Eight years ago? I hadn't realised that. Eight years ago I would probably have said "come in sister" myself. (I would have had some private reservations, but I'd been brainwashed into thinking that's what I ought to say.) It was September 2017 when the penny dropped for me with a resounding clang.
It's sometimes hard to find stats again that you posted before, but I did post the results of two almost identical opinion polls, I think from YouGov, that were only a couple of years apart, and both considerably more recent than 2017. The hardening in attitudes against trans-identifying men being allowed into women's spaces (asked about separately) in only two years was extremely marked. If I find these again I'll save them and post them again.
I also mentioned the single poll that started with some very bald questions about whether the respondents supported trans rights in general, and whether transwomen should use women's bathrooms. Results were around 75% in favour, more so among young women. The poll then led the respondents through a series of questions that gradually revealed just what these propositions really meant, that transwomen were male (not female), that most were heterosexual, that most retained their male genitalia, and that no body modifications or particular forms of dress were required to be a transwoman - only the person's say-so. By the end, when the "do you agree that transwomen should use women's bathrooms?" question was asked again, but in slightly different words, the young women's responses had flipped from 80% in favour to 80% against, as far as I recall.

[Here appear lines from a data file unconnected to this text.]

/// Where and how the output animations are written.
#[derive(Debug, Clone)]
pub struct OutputSpec {
    pub kind: ContainerKind,
    /// Frames per second. Must be finite and positive.
    pub fps: f64,
    /// Explicit output file, or the directory to place `name` in. `None`
    /// places the output next to the source.
    pub path: Option<PathBuf>,
    /// File name used when `path` is not a file path.
    pub name: String,
    /// Number of sibling output files to split the frames into.
    pub partition_count: usize,
    /// Appended to each output file stem.
    pub suffix: Option<String>,
    /// Video codec. `None` picks one from the output extension.
    pub codec: Option<VideoCodec>,
    /// GIF loop count. `None` loops forever.
    pub repeat: Option<u16>,
}

impl Default for OutputSpec {
    fn default() -> Self {
        Self::new(ContainerKind::Gif)
    }
}

impl OutputSpec {
    pub fn new(kind: ContainerKind) -> Self {
        Self {
            kind,
            fps: DEFAULT_FPS,
            path: None,
            name: DEFAULT_OUTPUT_NAME.to_string(),
            partition_count: 1,
            suffix: None,
            codec: None,
            repeat: None,
        }
    }

    #[must_use]
    pub fn with_fps(mut self, fps: f64) -> Self {
        self.fps = fps;
        self
    }

    #[must_use]
    pub fn with_path<P: Into<PathBuf>>(mut self, path: P) -> Self {
        self.path = Some(path.into());
        self
    }

    #[must_use]
    pub fn with_name<S: Into<String>>(mut self, name: S) -> Self {
        self.name = name.into();
        self
    }

    #[must_use]
    pub fn with_partitions(mut self, count: usize) -> Self {
        self.partition_count = count;
        self
    }

    #[must_use]
    pub fn with_suffix<S: Into<String>>(mut self, suffix: S) -> Self {
        self.suffix = Some(suffix.into());
        self
    }

    #[must_use]
    pub fn with_codec(mut self, codec: VideoCodec) -> Self {
        self.codec = Some(codec);
        self
    }

    #[must_use]
    pub fn with_repeat(mut self, repeat: Option<u16>) -> Self {
        self.repeat = repeat;
        self
    }

    /// Resolve the output file for a run reading from `source`.
    ///
    /// - an explicit `path` with an animation extension is the output file;
    /// - an explicit `path` without one is a directory holding `name`;
    /// - otherwise `name` goes next to a source file, or next to a source
    ///   directory (in its parent).
    ///
    /// The file always carries an extension of `kind`: a missing one is
    /// appended, and one of the other kind is replaced (`anim.gif` becomes
    /// `anim.mp4` for video output, `clip.mp4` becomes `clip.gif` for GIF).
    pub fn resolved_path(&self, source: &Path) -> PathBuf {
        if let Some(path) = &self.path {
            if ContainerKind::from_path(path).is_some() {
                return self.with_kind_extension(path);
            }
            return path.join(self.with_kind_extension(Path::new(&self.name)));
        }

        // A directory source's parent is where the directory itself lives.
        let directory = source
            .parent()
            .filter(|parent| !parent.as_os_str().is_empty())
            .unwrap_or_else(|| Path::new("."));
        directory.join(self.with_kind_extension(Path::new(&self.name)))
    }

    fn with_kind_extension(&self, file: &Path) -> PathBuf {
        let extension = self.kind.default_extension();
        match ContainerKind::from_path(file) {
            Some(kind) if kind == self.kind => file.to_path_buf(),
            Some(_) => {
                log::debug!("Switching {} to .{extension} for {:?} output", file.display(), self.kind);
                file.with_extension(extension)
            }
            None => {
                let mut name = file.as_os_str().to_owned();
                name.push(".");
                name.push(extension);
                PathBuf::from(name)
            }
        }
    }

    pub(crate) fn validate(&self) -> Result<(), ReframeError> {
        if !(self.fps.is_finite() && self.fps > 0.0) {
            return Err(ReframeError::InvalidConfiguration(format!(
                "fps {} must be > 0",
                self.fps
            )));
        }
        if self.partition_count == 0 {
            return Err(ReframeError::InvalidConfiguration(
                "partition count must be at least 1".to_string(),
            ));
        }
        if self.name.trim().is_empty() {
            return Err(ReframeError::InvalidConfiguration(
                "output name is empty".to_string(),
            ));
        }
        Ok(())
    }
}

/// How frames travel from transform to encoder.
#[derive(Debug, Clone, Copy, PartialEq, Eq, Default)]
pub enum ProcessingMode {
    /// Each frame is transformed and encoded before the next one is read.
    /// Memory stays bounded by one frame.
    #[default]
    Streaming,
    /// Every container frame is extracted to the frame cache, then all
    /// frames are transformed into memory before encoding. Required for
    /// multi-file output.
    Buffered,
}

/// An image appended `times` times after the last frame, resized to the
/// output size.
#[derive(Debug, Clone, PartialEq, Eq)]
pub struct TailImage {
    pub path: PathBuf,
    pub times: usize,
}

impl TailImage {
    pub fn new<P: Into<PathBuf>>(path: P, times: usize) -> Self {
        Self {
            path: path.into(),
            times,
        }
    }
}

impl FromStr for TailImage {
    type Err = ReframeError;

    /// Parse `path,times`.
    fn from_str(value: &str) -> Result<Self, Self::Err> {
        let (path, times) = value.rsplit_once(',').ok_or_else(|| {
            ReframeError::InvalidConfiguration(format!("tail image '{value}' must be path,times"))
        })?;
        let times = times.trim().parse::<usize>().map_err(|_| {
            ReframeError::InvalidConfiguration(format!(
                "tail image repeat count '{times}' is not a number"
            ))
        })?;
        Ok(TailImage::new(path.trim(), times))
    }
}

/// Everything one pipeline run needs.
#[derive(Clone)]
pub struct PipelineConfig {
    /// A directory of still images, or an animated-image / video file.
    pub(crate) source: PathBuf,
    /// Only list directory files with this extension.
    pub(crate) extension: Option<String>,
    /// Overrides extension-based source detection.
    pub(crate) source_kind: Option<SourceKind>,
    pub(crate) range: ExtractionRange,
    /// Keep every `skip`-th frame of a container source.
    pub(crate) skip: u64,
    /// Also decimate image-directory sources.
    pub(crate) decimate_directories: bool,
    pub(crate) transforms: TransformSpec,
    pub(crate) tail: Option<TailImage>,
    pub(crate) output: OutputSpec,
    pub(crate) mode: ProcessingMode,
    /// Keep the extracted frame cache after a successful run.
    pub(crate) keep_extracted: bool,
    /// Parent directory for the frame cache. Defaults to the source's.
    pub(crate) cache_root: Option<PathBuf>,
    pub(crate) progress: Arc<dyn ProgressCallback>,
    pub(crate) cancellation: Option<CancellationToken>,
    pub(crate) batch_size: u64,
}

impl Debug for PipelineConfig {
    fn fmt(&self, f: &mut Formatter<'_>) -> FmtResult {
        f.debug_struct("PipelineConfig")
            .field("source", &self.source)
            .field("extension", &self.extension)
            .field("source_kind", &self.source_kind)
            .field("range", &self.range)
            .field("skip", &self.skip)
            .field("decimate_directories", &self.decimate_directories)
            .field("transforms", &self.transforms)
            .field("tail", &self.tail)
            .field("output", &self.output)
            .field("mode", &self.mode)
            .field("keep_extracted", &self.keep_extracted)
            .field("cache_root", &self.cache_root)
            .field("has_cancellation", &self.cancellation.is_some())
            .field("batch_size", &self.batch_size)
            .finish()
    }
}

impl PipelineConfig {
    /// A config reading every frame of `source` into `result.gif` at 30 fps.
    pub fn new<P: Into<PathBuf>>(source: P) -> Self {
        Self {
            source: source.into(),
            extension: None,
            source_kind: None,
            range: ExtractionRange::full(),
            skip: 1,
            decimate_directories: false,
            transforms: TransformSpec::default(),
            tail: None,
            output: OutputSpec::default(),
            mode: ProcessingMode::default(),
            keep_extracted: false,
            cache_root: None,
            progress: Arc::new(NoOpProgress),
            cancellation: None,
            batch_size: 1,
        }
    }

    pub fn source(&self) -> &Path {
        &self.source
    }

    pub fn output(&self) -> &OutputSpec {
        &self.output
    }

    /// Only list files with this extension (with or without the dot).
    /// `".*"` and `"*"` mean every file.
    #[must_use]
    pub fn with_extension<S: AsRef<str>>(mut self, extension: S) -> Self {
        let extension = extension.as_ref().trim().trim_start_matches('.');
        self.extension = match extension {
            "" | "*" => None,
            other => Some(other.to_string()),
        };
        self
    }

    #[must_use]
    pub fn with_source_kind(mut self, kind: SourceKind) -> Self {
        self.source_kind = Some(kind);
        self
    }

    #[must_use]
    pub fn with_range(mut self, range: ExtractionRange) -> Self {
        self.range = range;
        self
    }

    /// Keep one frame out of `skip`. Zero is rejected when the run starts.
    #[must_use]
    pub fn with_skip(mut self, skip: u64) -> Self {
        self.skip = skip;
        self
    }

    /// Apply `skip` to image directories as well. Off by default:
    /// directories are never decimated unless asked.
    #[must_use]
    pub fn with_decimate_directories(mut self, decimate: bool) -> Self {
        self.decimate_directories = decimate;
        self
    }

    #[must_use]
    pub fn with_transforms(mut self, transforms: TransformSpec) -> Self {
        self.transforms = transforms;
        self
    }

    #[must_use]
    pub fn with_tail(mut self, tail: TailImage) -> Self {
        self.tail = Some(tail);
        self
    }

    #[must_use]
    pub fn with_output(mut self, output: OutputSpec) -> Self {
        self.output = output;
        self
    }

    #[must_use]
    pub fn with_mode(mut self, mode: ProcessingMode) -> Self {
        self.mode = mode;
        self
    }

    #[must_use]
    pub fn with_keep_extracted(mut self, keep: bool) -> Self {
        self.keep_extracted = keep;
        self
    }

    #[must_use]
    pub fn with_cache_root<P: Into<PathBuf>>(mut self, root: P) -> Self {
        self.cache_root = Some(root.into());
        self
    }

    #[must_use]
    pub fn with_progress(mut self, callback: Arc<dyn ProgressCallback>) -> Self {
        self.progress = callback;
        self
    }

    #[must_use]
    pub fn with_cancellation(mut self, token: CancellationToken) -> Self {
        self.cancellation = Some(token);
        self
    }

    /// Fire the progress callback every `size` frames. Clamped to 1.
    #[must_use]
    pub fn with_batch_size(mut self, size: u64) -> Self {
        self.batch_size = size.max(1);
        self
    }

    /// The mode the run will actually use: multi-file output needs the
    /// whole frame list up front.
    pub fn effective_mode(&self) -> ProcessingMode {
        if self.output.partition_count > 1 {
            ProcessingMode::Buffered
        } else {
            self.mode
        }
    }

    /// Check the settings that do not depend on the source.
    ///
    /// # Errors
    ///
    /// [`ReframeError::InvalidConfiguration`] naming the bad setting.
    pub fn validate(&self) -> Result<(), ReframeError> {
        if self.skip == 0 {
            return Err(ReframeError::InvalidConfiguration(
                "decimation factor must be at least 1".to_string(),
            ));
        }
        self.range.validate()?;
        self.output.validate()?;
        if let Some(tail) = &self.tail {
            if tail.times == 0 {
                return Err(ReframeError::InvalidConfiguration(
                    "tail image repeat count must be at least 1".to_string(),
                ));
            }
        }
        Ok(())
    }

    pub(crate) fn is_cancelled(&self) -> bool {
        self.cancellation
            .as_ref()
            .is_some_and(|token| token.is_cancelled())
    }
}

Trans is the only supposed civil rights movement where the more the public find out about it, the less favourably they regard it. There's a reason for this. Other campaigns such as rights for same-sex attracted people (saying that is now transphobic of course) and rights for non-white people, were conducted in the daylight. Nobody was hiding anything, and the more people understood the more accepting they became. Legislation followed public opinion. The push for trans rights was conducted in darkness. The campaigners knew their aims were unpopular, and took advice. They were advised to shun publicity and to work behind the scenes piggybacking on more popular causes (such as gay rights) to slide legislation through, and to get their training and guidance into organisations. It worked. It was good advice. But it was never going to work long term. The hope seems to have been that by the time public opinion turned, the legislation would be entrenched and very difficult to roll back. We had a damn close call in Scotland I can tell you, and Canada, Australia and New Zealand are in deep doo-doo.
It will all be unravelled in the end though. This period is going to spawn books and PhD theses like nothing on earth. How could the entire western world have gone quite so mad? It makes the tulip bulb Ponzi scheme look positively sane. Even witch-burning panics were more rational. I think we're seeing the first tentative steps on the road.